Minho Empreende já ajudou a criar 20 empresas e 45 postos de trabalho

Vinte empresas, a que correspondem 45 postos de trabalho, nasceram já nas regiões do Alto Minho, Cávado e Ave, ao abrigo do projeto Minho Empreende, mas aqueles números ainda vão crescer mais nos próximos tempos, foi hoje anunciado. Segundo o administrador-delegado da Agência de Desenvolvimento Regional do Vale do Ave (ADRAVE), entidade promotora do Minho […]

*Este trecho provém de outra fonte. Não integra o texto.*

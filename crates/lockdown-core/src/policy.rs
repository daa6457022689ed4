//! Input filtering policy.
//!
//! A pure function of (key class, activation state). It keeps no memory of
//! earlier events, so the press and the release of the same key are judged
//! independently and always agree.

use crate::{ActivationState, InputEvent, KeyClass};

/// What the host should do with an input event.
#[derive(Debug, Clone, Copy, PartialEq, Eq, Hash)]
pub enum Decision {
    /// Swallow the event; the host must not act on it.
    Consume,
    /// Hand the event to the default host handling.
    PassThrough,
}

impl Decision {
    /// Whether the event is swallowed.
    pub fn is_consumed(self) -> bool {
        matches!(self, Self::Consume)
    }
}

/// Stateless consume/pass-through policy for key events.
#[derive(Debug, Clone, Copy, Default)]
pub struct InputPolicy;

impl InputPolicy {
    /// Decide the fate of a key class under the given state.
    ///
    /// Exempt classes pass through unconditionally so calls can always be
    /// answered or ended. Restricted classes are consumed only while active.
    pub fn decide(class: KeyClass, state: ActivationState) -> Decision {
        if class.is_exempt() {
            return Decision::PassThrough;
        }

        if state.is_active() && class.is_restricted() {
            Decision::Consume
        } else {
            Decision::PassThrough
        }
    }

    /// Decide the fate of a concrete event. The phase does not matter.
    pub fn decide_event(event: &InputEvent, state: ActivationState) -> Decision {
        Self::decide(event.class, state)
    }
}
//! Line-oriented host event scripts.
//!
//! One event per line. Blank lines and `#` comments are skipped.
//!
//! ```text
//! on                      # setKioskActive(true)
//! off                     # setKioskActive(false)
//! call <method> [bool]    # raw method call, e.g. setDetoxActive true
//! key <class> [down|up]   # key event, press by default
//! pause                   # app paused
//! leave                   # user is leaving the app
//! ```
//!
//! Key classes: `back`, `home`, `app-switch`, `menu`, `power`, `volume-up`,
//! `volume-down`, `incoming-call`, `end-call`, or a numeric platform code.

use lockdown_app::HostEvent;
use lockdown_core::{InputEvent, KeyClass, KeyPhase, LifecycleSignal, MethodCall};
use thiserror::Error;

/// Script parse failure, with the 1-based line number.
#[derive(Error, Debug, Clone, PartialEq, Eq)]
pub enum ScriptError {
    /// First word is not a known command.
    #[error("line {line}: unknown command {command:?}")]
    UnknownCommand {
        /// Line number
        line: usize,
        /// Offending word
        command: String,
    },

    /// Key class not recognised.
    #[error("line {line}: unknown key {key:?}")]
    UnknownKey {
        /// Line number
        line: usize,
        /// Offending word
        key: String,
    },

    /// Argument present but malformed.
    #[error("line {line}: expected {expected}, found {found:?}")]
    InvalidArgument {
        /// Line number
        line: usize,
        /// What was expected
        expected: &'static str,
        /// What was found
        found: String,
    },

    /// Required argument absent.
    #[error("line {line}: missing {expected}")]
    MissingArgument {
        /// Line number
        line: usize,
        /// What was expected
        expected: &'static str,
    },
}

/// Parse a whole script into host events.
pub fn parse(source: &str) -> Result<Vec<HostEvent>, ScriptError> {
    source
        .lines()
        .enumerate()
        .filter_map(|(index, raw)| {
            let content = raw.split('#').next().unwrap_or_default().trim();
            (!content.is_empty()).then(|| parse_line(index + 1, content))
        })
        .collect()
}

fn parse_line(line: usize, content: &str) -> Result<HostEvent, ScriptError> {
    let mut words = content.split_whitespace();
    let command = words.next().unwrap_or_default();

    let event = match command {
        "on" => HostEvent::Call(MethodCall::set_active(true)),
        "off" => HostEvent::Call(MethodCall::set_active(false)),
        "call" => {
            let method =
                words.next().ok_or(ScriptError::MissingArgument { line, expected: "method name" })?;
            let argument = words.next().map(|word| parse_bool(line, word)).transpose()?;
            HostEvent::Call(MethodCall::new(method, argument))
        },
        "key" => {
            let key = words.next().ok_or(ScriptError::MissingArgument { line, expected: "key" })?;
            let class = parse_key(line, key)?;
            let phase = match words.next() {
                None | Some("down") => KeyPhase::Down,
                Some("up") => KeyPhase::Up,
                Some(other) => {
                    return Err(ScriptError::InvalidArgument {
                        line,
                        expected: "down or up",
                        found: other.to_string(),
                    });
                },
            };
            HostEvent::Input(InputEvent { class, phase })
        },
        "pause" => HostEvent::Lifecycle(LifecycleSignal::Paused),
        "leave" => HostEvent::Lifecycle(LifecycleSignal::UserLeaving),
        other => return Err(ScriptError::UnknownCommand { line, command: other.to_string() }),
    };

    if let Some(extra) = words.next() {
        return Err(ScriptError::InvalidArgument {
            line,
            expected: "end of line",
            found: extra.to_string(),
        });
    }

    Ok(event)
}

fn parse_bool(line: usize, word: &str) -> Result<bool, ScriptError> {
    match word {
        "true" => Ok(true),
        "false" => Ok(false),
        other => Err(ScriptError::InvalidArgument {
            line,
            expected: "true or false",
            found: other.to_string(),
        }),
    }
}

fn parse_key(line: usize, word: &str) -> Result<KeyClass, ScriptError> {
    let class = match word {
        "back" => KeyClass::Back,
        "home" => KeyClass::Home,
        "app-switch" => KeyClass::AppSwitch,
        "menu" => KeyClass::Menu,
        "power" => KeyClass::Power,
        "volume-up" => KeyClass::VolumeUp,
        "volume-down" => KeyClass::VolumeDown,
        "incoming-call" => KeyClass::IncomingCall,
        "end-call" => KeyClass::EndCall,
        other => match other.parse::<u16>() {
            Ok(code) => KeyClass::Other(code),
            Err(_) => return Err(ScriptError::UnknownKey { line, key: other.to_string() }),
        },
    };
    Ok(class)
}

Vinte empresas, a que correspondem 45 postos de trabalho, nasceram já nas regiões do Alto Minho, Cávado e Ave, ao abrigo do projeto Minho Empreende, mas aqueles números ainda vão crescer mais nos próximos tempos, foi hoje anunciado.

Segundo o administrador-delegado da Agência de Desenvolvimento Regional do Vale do Ave (ADRAVE), entidade promotora do Minho Empreende, este projeto está atualmente a “apoiar tecnicamente” mais 20 projetos, na expetativa de que eles possam dar lugar a empresas já em 2015.

Joaquim Lima disse que os postos de trabalho vão garantidamente aumentar, já que alguns das empresas entretanto constituídas vão meter mais trabalhadores.

“Só uma delas, que tem atualmente tem apenas um trabalhador, vai ter mais cinco pessoas”, referiu.

Com uma dotação orçamental de 1,2 milhões de euros, oriunda de fundos comunitários, o Minho Empreende foi projetado para prestar apoio técnico às inovadoras ideias negócio que foram surgindo nos territórios de baixa densidade daquela região.

Informação, aconselhamento e encaminhamento para os sistemas de incentivos às empresas, apoio à elaboração de planos de negócios e incubação são algumas das ajudas dispensadas pelo Minho Empreende, que também alavancou projetos de internacionalização.

Foi com o apoio do Minho Empreende que nasceu, por exemplo, o “Life in a Bag”, um conceito de “hortas dentro de casa” que já começou a exportar.

“Life in a Bag” comercializa sacos, vasos e potes com tudo o que é necessário para cultivar, dentro de casa, ervas aromáticas, flores comestíveis e microvegetais biológicos.

Os “Sapatos Namorar Portugal”, com bordados caraterísticos dos lenços dos namorados, são outros produtos que surgiram no mercado com o apoio do Minho Empreende.

“Estes projetos criam bastante riqueza, trazem novas ideias no setor do turismo e no ramo agroalimentar”, referiu Joaquim Lima.

O Minho Empreende esteve no terreno ao longo de cerca de dois anos, tenho hoje sido realizada, em Famalicão, a conferência final de balanço do projeto.

Joaquim Lima sublinhou o caráter “inovador” do projeto, já que aglutinou na sua execução três comunidades intermunicipais (Ave, Cávado e Alto Minho), e manifestou a abertura da ADRAVE para novas iniciativas do género, para fomentar o empreendedorismo nas regiões de baixa densidade.

“É este o caminho se queremos criar riqueza em Portugal”, afirmou.